Touch that handle and a whole separate cosm lives: the engine. ENGINE. Dead cold steel for now, but a moment from now, if I will it, warm life and oiled bearings turning round and sparks flickering in darkness and pulses through eel-black wires and gages lifting awake and smokes and thunders and purrs and the standing whirlpool of sparkle and wind that is the propeller. PROPELLER. It propels. Forward. Into what? Into spaces that have never felt the touch of man, into events that test us all, against which we can measure our worth as human beings at work on destiny …

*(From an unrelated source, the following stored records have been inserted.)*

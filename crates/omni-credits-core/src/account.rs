//! Account types for omni-credits.
//!
//! This module defines the account structure holding the credit balance.

use chrono::{DateTime, Utc};
use serde::{Deserialize, Serialize};

use crate::UserId;

/// Credits granted to every new account on signup.
pub const SIGNUP_BONUS_CREDITS: i64 = 10;

/// Credits granted to both parties of a completed referral.
pub const REFERRAL_BONUS_CREDITS: i64 = 25;

/// A credit account for a user.
///
/// The account tracks the current balance, lifetime counters, the user's
/// referral code and the Stripe customer link. The balance is mutated only
/// through store ledger operations, never written directly by feature code.
#[derive(Debug, Clone, Serialize, Deserialize)]
pub struct Account {
    /// The user ID (from the identity provider).
    pub user_id: UserId,

    /// Current credit balance. Never negative.
    pub balance_credits: i64,

    /// Lifetime credits purchased.
    pub lifetime_purchased_credits: i64,

    /// Lifetime credits granted (signup, promo, referral bonuses).
    pub lifetime_granted_credits: i64,

    /// Lifetime credits spent on usage.
    pub lifetime_used_credits: i64,

    /// The user's referral code, once one has been issued.
    pub referral_code: Option<String>,

    /// Stripe customer ID for payments.
    pub stripe_customer_id: Option<String>,

    /// When the account was created.
    pub created_at: DateTime<Utc>,

    /// When the account was last updated.
    pub updated_at: DateTime<Utc>,
}

impl Account {
    /// Create a new account with zero balance.
    #[must_use]
    pub fn new(user_id: UserId) -> Self {
        let now = Utc::now();
        Self {
            user_id,
            balance_credits: 0,
            lifetime_purchased_credits: 0,
            lifetime_granted_credits: 0,
            lifetime_used_credits: 0,
            referral_code: None,
            stripe_customer_id: None,
            created_at: now,
            updated_at: now,
        }
    }

    /// Check if the account has sufficient credits for a deduction.
    #[must_use]
    pub fn has_sufficient_credits(&self, amount_credits: i64) -> bool {
        self.balance_credits >= amount_credits
    }
}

You can see the kind of trap I’m caught in. I can’t do the simplest work at the airport (oh, port of the air, haven of the little arks that sail the skies), I can’t just step into the airplane (wonder-filled machine built of magic prin …) and start (to set in mo …) the darn eng … (cosm …) without all the world roaring out in great golden glory-streaks and trumpets sounding in the heavens and angels flapping around the clouds and singing Alleluia in chorus twenty thousand strong, man-angels with low voices and woman-angels with high voices and all so grand and magnificent that there are tears in my eyes and I’m all melted in joy and praise and gratitude to the Mind of the Universe and I haven’t even touched the starter yet!
It’s that way with everything aeronautical, nothing’s immune, nothing that has anything to do with flying. If I stop the slightest instant over takeoff, for instance, I’m lost again. TAKEOFF. The taking off of those shackles and chains that have bound our fathers’ fathers’ fathers to the ground for centuries compounded, that held the woolly mammoth on the ground before them and the stegosaurs before them and the trees and rocks before them. It is our power, right now, to strike those shackles, to line up there on the end of a runway and press that throttle forward and move slow first, and faster and faster and lift the nose and clankrattleclinksnap the chains are gone. We can do this. We can take off. Any time we want, we can fly.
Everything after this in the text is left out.